If Captain Kirk has proven anything to us, it is that the vastness of space is chockfull of horny green skinned alien chicks who have an achin’ for that human bacon and are waiting to die horribly at the hand of my BallRadiator2000 – and no, this time I don’t mean the laser pistol.

We're Just Sick of Elves

Someone has to say it because we all know it in our hearts:

No one likes the goddamn Elves.

They're tall, graceful, and pretty much the stuck up cool kids of the fantasy world. Why would your average gamer ever relate to them? If gaming had a prissy cheerleader who leads you on just so that they could laugh with their friends as they dump a bucket of pig blood on your head, it would be the Elves.

And since when did longevity and age mean wisdom? If wisdom came with age old people wouldn’t be driving 45 in the passing lane and every electronic appliance in their homes wouldn’t constantly flash 12:00. Being old doesn’t make you smarter, it just gives you more time to perfect being a douche, and that’s exactly what the Elves have done.

They’re like slipper wearing Highlanders with hair care products instead of swords.
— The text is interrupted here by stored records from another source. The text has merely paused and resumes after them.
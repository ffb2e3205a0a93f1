//! Digital terrain model and line-of-sight intersection

use crate::core::geomodel::GeoModel;
use crate::types::{check_lengths, GeoError, GeoResult, GeoTransform, GroundPositions};
use ndarray::Array2;
use num_traits::Float;
use rayon::prelude::*;
use serde::{Deserialize, Serialize};

/// Source of ground elevation as a function of horizontal position
pub trait ElevationModel: Send + Sync {
    /// Elevation at (lon, lat), `None` outside coverage or on no-data
    fn elevation(&self, lon: f64, lat: f64) -> Option<f64>;

    /// (min, max) of the valid elevations
    fn elevation_range(&self) -> Option<(f64, f64)>;
}

/// Line-of-sight / terrain intersection parameters
#[derive(Debug, Clone, Serialize, Deserialize)]
pub struct IntersectionConfig {
    /// Margin added above and below the terrain range (meters)
    pub altitude_margin: f64,
    /// Number of altitude steps used to bracket the crossing
    pub los_samples: usize,
    /// Altitude tolerance of the bisection (meters)
    pub altitude_tolerance: f64,
    /// Maximum bisection iterations
    pub max_iterations: usize,
}

impl Default for IntersectionConfig {
    fn default() -> Self {
        Self {
            altitude_margin: 10.0,
            los_samples: 64,
            altitude_tolerance: 1e-3,
            max_iterations: 60,
        }
    }
}

/// Gridded terrain model, GDAL geotransform, pixel-centre convention
#[derive(Debug, Clone)]
pub struct Dtm {
    data: Array2<f32>,
    transform: GeoTransform,
    nodata: f32,
    range: Option<(f64, f64)>,
}

impl Dtm {
    pub fn new(data: Array2<f32>, transform: GeoTransform, nodata: f32) -> GeoResult<Self> {
        if data.is_empty() {
            return Err(GeoError::Dtm("Terrain grid is empty".to_string()));
        }
        if transform.pixel_width == 0.0 || transform.pixel_height == 0.0 {
            return Err(GeoError::Dtm(format!(
                "Degenerate terrain geotransform: {:?}",
                transform
            )));
        }
        // the geotransform must be invertible for lookups
        transform.invert(0.0, 0.0).map_err(|e| GeoError::Dtm(e.to_string()))?;

        let range = data
            .iter()
            .filter(|&&v| v != nodata && v.is_finite())
            .fold(None, |acc: Option<(f64, f64)>, &v| {
                let v = v as f64;
                Some(match acc {
                    Some((lo, hi)) => (lo.min(v), hi.max(v)),
                    None => (v, v),
                })
            });

        log::debug!(
            "Terrain grid {}x{}, elevation range {:?}",
            data.nrows(),
            data.ncols(),
            range
        );

        Ok(Self {
            data,
            transform,
            nodata,
            range,
        })
    }

    pub fn data(&self) -> &Array2<f32> {
        &self.data
    }

    pub fn transform(&self) -> &GeoTransform {
        &self.transform
    }

    pub fn nodata(&self) -> f32 {
        self.nodata
    }

    /// Fractional (col, row) index of a ground position
    pub fn index(&self, lon: f64, lat: f64) -> Option<(f64, f64)> {
        let (col, row) = self.transform.invert(lon, lat).ok()?;
        Some((col - 0.5, row - 0.5))
    }
}

impl ElevationModel for Dtm {
    fn elevation(&self, lon: f64, lat: f64) -> Option<f64> {
        let (x, y) = self.index(lon, lat)?;
        bilinear(&self.data, x, y, self.nodata).map(f64::from)
    }

    fn elevation_range(&self) -> Option<(f64, f64)> {
        self.range
    }
}

/// Bilinear interpolation at fractional (x = col, y = row)
///
/// Positions up to half a pixel outside the outer cell centres are clamped.
fn bilinear<T: Float>(grid: &Array2<T>, x: f64, y: f64, nodata: T) -> Option<T> {
    let (nrows, ncols) = grid.dim();
    if !x.is_finite() || !y.is_finite() {
        return None;
    }
    if x < -0.5 || y < -0.5 || x > ncols as f64 - 0.5 || y > nrows as f64 - 0.5 {
        return None;
    }
    let x = x.clamp(0.0, (ncols - 1) as f64);
    let y = y.clamp(0.0, (nrows - 1) as f64);

    let x0 = x.floor() as usize;
    let y0 = y.floor() as usize;
    let x1 = (x0 + 1).min(ncols - 1);
    let y1 = (y0 + 1).min(nrows - 1);

    let dx = T::from(x - x0 as f64)?;
    let dy = T::from(y - y0 as f64)?;

    let v00 = grid[[y0, x0]];
    let v01 = grid[[y0, x1]];
    let v10 = grid[[y1, x0]];
    let v11 = grid[[y1, x1]];

    if [v00, v01, v10, v11].iter().any(|&v| v == nodata || v.is_nan()) {
        return None;
    }

    let one = T::one();
    Some(
        v00 * (one - dx) * (one - dy)
            + v01 * dx * (one - dy)
            + v10 * (one - dx) * dy
            + v11 * dx * dy,
    )
}

/// Intersect each sensor line of sight with the terrain
///
/// Points whose line of sight never crosses the terrain get a NaN triple.
pub fn intersect_line_of_sight(
    model: &dyn GeoModel,
    row: &[f64],
    col: &[f64],
    dtm: &dyn ElevationModel,
    config: &IntersectionConfig,
) -> GeoResult<GroundPositions> {
    intersect_with_locator(row, col, dtm, config, |r, c, h| {
        let ground = model.direct_loc_h(&[r], &[c], h, true)?;
        if ground.nrows() == 0 {
            return Ok(None);
        }
        let (lon, lat) = (ground[[0, 0]], ground[[0, 1]]);
        Ok((lon.is_finite() && lat.is_finite()).then_some((lon, lat)))
    })
}

/// Line of sight intersection driven by `locate(row, col, h) -> (lon, lat)`
///
/// `locate` is called for every sample and bisection step, so it must not log
/// per call.
pub(crate) fn intersect_with_locator<F>(
    row: &[f64],
    col: &[f64],
    dtm: &dyn ElevationModel,
    config: &IntersectionConfig,
    locate: F,
) -> GeoResult<GroundPositions>
where
    F: Fn(f64, f64, f64) -> GeoResult<Option<(f64, f64)>> + Sync,
{
    check_lengths("col", col.len(), row.len())?;
    if config.los_samples == 0 {
        return Err(GeoError::InvalidInput(
            "Line of sight needs at least one sample".to_string(),
        ));
    }

    let (h_min, h_max) = dtm
        .elevation_range()
        .ok_or_else(|| GeoError::Dtm("Terrain model has no valid elevation".to_string()))?;
    let top = h_max + config.altitude_margin;
    let bottom = h_min - config.altitude_margin;

    let points: Vec<[f64; 3]> = row
        .par_iter()
        .zip(col.par_iter())
        .map(|(&r, &c)| intersect_point(&locate, r, c, dtm, top, bottom, config))
        .collect::<GeoResult<_>>()?;

    let unresolved = points.iter().filter(|p| p[2].is_nan()).count();
    if unresolved > 0 {
        log::debug!("{} of {} lines of sight miss the terrain", unresolved, points.len());
    }

    Ok(Array2::from(points))
}

fn intersect_point<F>(
    locate: &F,
    row: f64,
    col: f64,
    dtm: &dyn ElevationModel,
    top: f64,
    bottom: f64,
    config: &IntersectionConfig,
) -> GeoResult<[f64; 3]>
where
    F: Fn(f64, f64, f64) -> GeoResult<Option<(f64, f64)>>,
{
    const MISS: [f64; 3] = [f64::NAN, f64::NAN, f64::NAN];

    if !row.is_finite() || !col.is_finite() {
        return Ok(MISS);
    }

    // height above terrain of the line of sight at altitude h
    let gap = |h: f64| -> GeoResult<Option<(f64, f64, f64)>> {
        Ok(locate(row, col, h)?
            .and_then(|(lon, lat)| dtm.elevation(lon, lat).map(|terrain| (h - terrain, lon, lat))))
    };

    let step = (top - bottom) / config.los_samples as f64;
    let mut previous: Option<(f64, f64)> = None;

    for k in 0..=config.los_samples {
        let h = top - step * k as f64;
        let current = gap(h)?;

        if let Some((g, lon, lat)) = current {
            if g == 0.0 {
                return Ok([lon, lat, h]);
            }
            if let Some((h_above, g_above)) = previous {
                if g_above > 0.0 && g < 0.0 {
                    return refine(&gap, h_above, h, config);
                }
            }
        }
        previous = current.map(|(g, _, _)| (h, g));
    }

    Ok(MISS)
}

/// Bisection between an altitude above the terrain and one below it
fn refine<F>(gap: &F, mut above: f64, mut below: f64, config: &IntersectionConfig) -> GeoResult<[f64; 3]>
where
    F: Fn(f64) -> GeoResult<Option<(f64, f64, f64)>>,
{
    for _ in 0..config.max_iterations {
        if (above - below).abs() <= config.altitude_tolerance {
            break;
        }
        let mid = 0.5 * (above + below);
        match gap(mid)? {
            Some((g, _, _)) if g > 0.0 => above = mid,
            Some(_) => below = mid,
            None => break,
        }
    }

    let h = 0.5 * (above + below);
    match gap(h)? {
        Some((_, lon, lat)) => Ok([lon, lat, h]),
        None => Ok([f64::NAN, f64::NAN, f64::NAN]),
    }
}
impl<R: Repository> JobStore<R> {
    pub fn new(repo: R) -> Self {
        Self::with_debounce(repo, DEFAULT_NOTIFY_DEBOUNCE)
    }

    pub fn with_debounce(repo: R, window: Duration) -> Self {
        JobStore {
            repo,
            jobs: Arc::new(Vec::new()),
            loaded_statuses: BTreeSet::new(),
            subscribers: Vec::new(),
            next_subscription: 0,
            debouncer: Debouncer::new(window),
            portfolio: PortfolioMetrics::new(),
        }
    }

    pub fn repository(&self) -> &R {
        &self.repo
    }

    pub fn jobs(&self) -> &Arc<Vec<Job>> {
        &self.jobs
    }

    pub fn job(&self, id: &str) -> Option<&Job> {
        self.jobs.iter().find(|job| job.id == id)
    }

    fn require_job(&self, id: &str) -> StoreResult<&Job> {
        self.job(id)
            .ok_or_else(|| StoreError::JobNotFound(id.to_string()))
    }

    pub fn is_status_loaded(&self, status: JobStatus) -> bool {
        self.loaded_statuses.contains(&status)
    }

    // ------------------------------------------------------------------------
    // Subscribers
    // ------------------------------------------------------------------------

    pub fn subscribe<F>(&mut self, subscriber: F) -> SubscriptionId
    where
        F: FnMut(&Arc<Vec<Job>>) + Send + 'static,
    {
        let id = SubscriptionId(self.next_subscription);
        self.next_subscription += 1;
        self.subscribers.push((id, Box::new(subscriber)));
        id
    }

    pub fn unsubscribe(&mut self, id: SubscriptionId) -> bool {
        let before = self.subscribers.len();
        self.subscribers.retain(|(sub_id, _)| *sub_id != id);
        self.subscribers.len() != before
    }

    /// Mark the collection as changed; subscribers fire on a later poll
    pub fn notify(&mut self) {
        self.debouncer.touch(Instant::now());
    }

    pub fn has_pending_notification(&self) -> bool {
        self.debouncer.is_pending()
    }

    pub fn poll_notifications(&mut self) -> bool {
        self.poll_at(Instant::now())
    }

    /// Fire subscribers if the debounce window has elapsed at `now`
    pub fn poll_at(&mut self, now: Instant) -> bool {
        if self.debouncer.take_if_due(now) {
            self.fire();
            true
        } else {
            false
        }
    }

    /// Fire a pending notification immediately
    pub fn flush(&mut self) -> bool {
        if self.debouncer.take() {
            self.fire();
            true
        } else {
            false
        }
    }

    fn fire(&mut self) {
        let jobs = Arc::clone(&self.jobs);
        for (_, subscriber) in self.subscribers.iter_mut() {
            subscriber(&jobs);
        }
    }

    fn replace_jobs(&mut self, modify: impl FnOnce(&mut Vec<Job>)) {
        let mut next = (*self.jobs).clone();
        modify(&mut next);
        self.jobs = Arc::new(next);
        self.notify();
    }

    fn modify_job(&mut self, id: &str, modify: impl FnOnce(&mut Job)) {
        self.replace_jobs(|jobs| {
            if let Some(job) = jobs.iter_mut().find(|job| job.id == id) {
                modify(job);
            }
        });
    }

    // ------------------------------------------------------------------------
    // Loading
    // ------------------------------------------------------------------------

    /// Load all jobs, or only the given statuses merged into the cache.
    /// Statuses already loaded are not fetched again.
    pub fn load_jobs(&mut self, statuses: Option<&[JobStatus]>) -> StoreResult<usize> {
        match statuses {
            None => {
                let jobs = self.repo.load_jobs(None)?;
                let count = jobs.len();
                self.jobs = Arc::new(jobs);
                self.loaded_statuses = JobStatus::ALL.iter().copied().collect();
                self.notify();
                info!(count, "Loaded all jobs");
                Ok(count)
            }
            Some(statuses) => {
                let missing: Vec<JobStatus> = statuses
                    .iter()
                    .copied()
                    .filter(|status| !self.loaded_statuses.contains(status))
                    .collect::<BTreeSet<_>>()
                    .into_iter()
                    .collect();
                if missing.is_empty() {
                    return Ok(0);
                }

                let fetched = self.repo.load_jobs(Some(missing.as_slice()))?;
                let count = fetched.len();
                self.replace_jobs(|jobs| {
                    for job in fetched {
                        match jobs.iter_mut().find(|existing| existing.id == job.id) {
                            Some(existing) => *existing = job,
                            None => jobs.push(job),
                        }
                    }
                });
                self.loaded_statuses.extend(missing.iter().copied());
                info!(count, statuses = ?missing, "Loaded jobs by status");
                Ok(count)
            }
        }
    }

    // ------------------------------------------------------------------------
    // Jobs
    // ------------------------------------------------------------------------

    pub fn create_job(&mut self, new_job: &NewJob) -> StoreResult<Job> {
        let job = self.repo.create_job(new_job)?;
        let created = job.clone();
        self.replace_jobs(|jobs| jobs.push(job));
        info!(job_id = %created.id, item = %created.output_item, "Created job");
        Ok(created)
    }

    /// Optimistic scalar update; the cache is restored if the repository fails
    pub fn update_job(&mut self, id: &str, patch: &JobPatch) -> StoreResult<Job> {
        self.require_job(id)?;

        let repo = &self.repo;
        let result = optimistic(
            &mut self.jobs,
            Arc::clone,
            |jobs| {
                let mut next = (**jobs).clone();
                if let Some(job) = next.iter_mut().find(|job| job.id == id) {
                    job.apply(patch);
                }
                *jobs = Arc::new(next);
            },
            || repo.update_job(id, patch),
            |jobs, saved| *jobs = saved,
        );

        match result {
            Ok(updated) => {
                let scalars = updated.clone();
                self.modify_job(id, |job| {
                    let collections = (
                        std::mem::take(&mut job.bill_of_materials),
                        std::mem::take(&mut job.consumed_materials),
                        std::mem::take(&mut job.expenditures),
                        std::mem::take(&mut job.income),
                    );
                    *job = scalars;
                    job.bill_of_materials = collections.0;
                    job.consumed_materials = collections.1;
                    job.expenditures = collections.2;
                    job.income = collections.3;
                });
                self.require_job(id).cloned()
            }
            Err(err) => {
                warn!(job_id = id, error = %err, "Job update failed, rolled back");
                Err(StoreError::Persistence(err))
            }
        }
    }

    /// Move a job to another status, stamping its lifecycle timestamp
    pub fn set_status(&mut self, id: &str, status: JobStatus, now: DateTime<Utc>) -> StoreResult<Job> {
        self.update_job(id, &status_change_patch(status, now))
    }

    pub fn delete_job(&mut self, id: &str) -> StoreResult<()> {
        self.require_job(id)?;
        self.repo.delete_job(id)?;
        self.replace_jobs(|jobs| jobs.retain(|job| job.id != id));
        info!(job_id = id, "Deleted job");
        Ok(())
    }

    // ------------------------------------------------------------------------
    // Transactions
    // ------------------------------------------------------------------------

    pub fn create_transaction(
        &mut self,
        job_id: &str,
        direction: Direction,
        transaction: &NewTransaction,
    ) -> StoreResult<TransactionRecord> {
        self.require_job(job_id)?;
        let record = self.repo.create_transaction(job_id, direction, transaction)?;
        let stored = record.clone();
        self.modify_job(job_id, |job| job.transactions_mut(direction).push(record));
        Ok(stored)
    }

    pub fn create_transactions(
        &mut self,
        job_id: &str,
        direction: Direction,
        transactions: &[NewTransaction],
    ) -> StoreResult<Vec<TransactionRecord>> {
        self.require_job(job_id)?;
        if transactions.is_empty() {
            return Ok(Vec::new());
        }
        let records = self.repo.create_transactions(job_id, direction, transactions)?;
        let stored = records.clone();
        self.modify_job(job_id, |job| job.transactions_mut(direction).extend(records));
        Ok(stored)
    }

    pub fn update_transaction(
        &mut self,
        job_id: &str,
        transaction_id: &str,
        patch: &TransactionPatch,
    ) -> StoreResult<TransactionRecord> {
        let direction = self
            .require_job(job_id)?
            .find_transaction(transaction_id)
            .ok_or_else(|| StoreError::TransactionNotFound(transaction_id.to_string()))?;

        let record = self.repo.update_transaction(transaction_id, patch)?;
        let stored = record.clone();
        self.modify_job(job_id, |job| {
            if let Some(tx) = job
                .transactions_mut(direction)
                .iter_mut()
                .find(|tx| tx.id == transaction_id)
            {
                *tx = record;
            }
        });
        Ok(stored)
    }

    pub fn delete_transaction(&mut self, job_id: &str, transaction_id: &str) -> StoreResult<()> {
        let direction = self
            .require_job(job_id)?
            .find_transaction(transaction_id)
            .ok_or_else(|| StoreError::TransactionNotFound(transaction_id.to_string()))?;

        self.repo.delete_transaction(transaction_id)?;
        self.modify_job(job_id, |job| {
            job.transactions_mut(direction)
                .retain(|tx| tx.id != transaction_id)
        });
        Ok(())
    }

    // ------------------------------------------------------------------------
    // Bill items
    // ------------------------------------------------------------------------

    /// Replace every bill item of one kind on a job. On failure both the
    /// cache and the repository keep the old lines.
    pub fn replace_bill_items(
        &mut self,
        job_id: &str,
        kind: BillKind,
        items: &[NewBillItem],
    ) -> StoreResult<Vec<BillItem>> {
        self.require_job(job_id)?;
        let created = match self.repo.replace_bill_items(job_id, kind, items) {
            Ok(created) => created,
            Err(err) => {
                warn!(job_id, kind = kind.as_str(), error = %err, "Bill item replacement failed");
                return Err(StoreError::Persistence(err));
            }
        };
        let stored = created.clone();
        self.modify_job(job_id, |job| *job.bill_items_mut(kind) = created);
        info!(job_id, kind = kind.as_str(), count = stored.len(), "Replaced bill items");
        Ok(stored)
    }

    // ------------------------------------------------------------------------
    // Paste pipeline
    // ------------------------------------------------------------------------

    pub fn preview_paste(&self, text: &str, direction: Direction) -> BatchPreview {
        ReconciliationEngine::new().process_paste(text, direction, &self.jobs)
    }

    /// Store every assignment of a reviewed batch. Returns the number of
    /// transactions created.
    ///
    /// Each job's transactions are stored all or nothing. Jobs stored before
    /// a failing one stay stored; the error is then `PartialSubmit` carrying
    /// how many transactions made it.
    pub fn submit_batch(&mut self, preview: &BatchPreview) -> StoreResult<usize> {
        let assignments = preview.assignments();
        for assignment in &assignments {
            self.require_job(&assignment.job_id)?;
        }

        let mut created = 0;
        for assignment in &assignments {
            match self.create_transactions(&assignment.job_id, preview.direction, &assignment.transactions) {
                Ok(records) => created += records.len(),
                Err(err) if created == 0 => return Err(err),
                Err(err) => {
                    warn!(
                        job_id = %assignment.job_id,
                        created,
                        error = %err,
                        "Batch submission stopped part way"
                    );
                    return Err(StoreError::PartialSubmit {
                        created,
                        source: Box::new(err),
                    });
                }
            }
        }

        info!(
            direction = %preview.direction,
            jobs = assignments.len(),
            created,
            "Submitted batch"
        );
        Ok(created)
    }

    // ------------------------------------------------------------------------
    // Metrics
    // ------------------------------------------------------------------------

    pub fn portfolio_totals(&mut self) -> PortfolioTotals {
        self.portfolio.totals(&self.jobs)
    }

    pub fn portfolio_computations(&self) -> usize {
        self.portfolio.computations()
    }
}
In space, there are seldom any Elves, and if there are? You can suck them out of an airlock and into vast nothingness surrounding your ship. Because in space no one can hear you…

…preen.

In Conclusion

Give the fantasy world a well-deserved rest.

Like vampires, bacon and now zombies, the next “kill the dragon of the week” game is becoming a tired cliché and we risk over-mining this truly precious resource. Or worse yet, we risk making it so mainstream that it loses that special place in our hearts that we’ve always held for it as it is becomes dumbed down in order to generate mass appeal.

They already took our THAC0, don’t let them take the whole damn genre.

Let’s play in space for a while and let the fantasy world heal naturally so that the next time we visit it, we actually want to stay for longer than the first free month. Plus?

Space has cantinas and holo-strippers.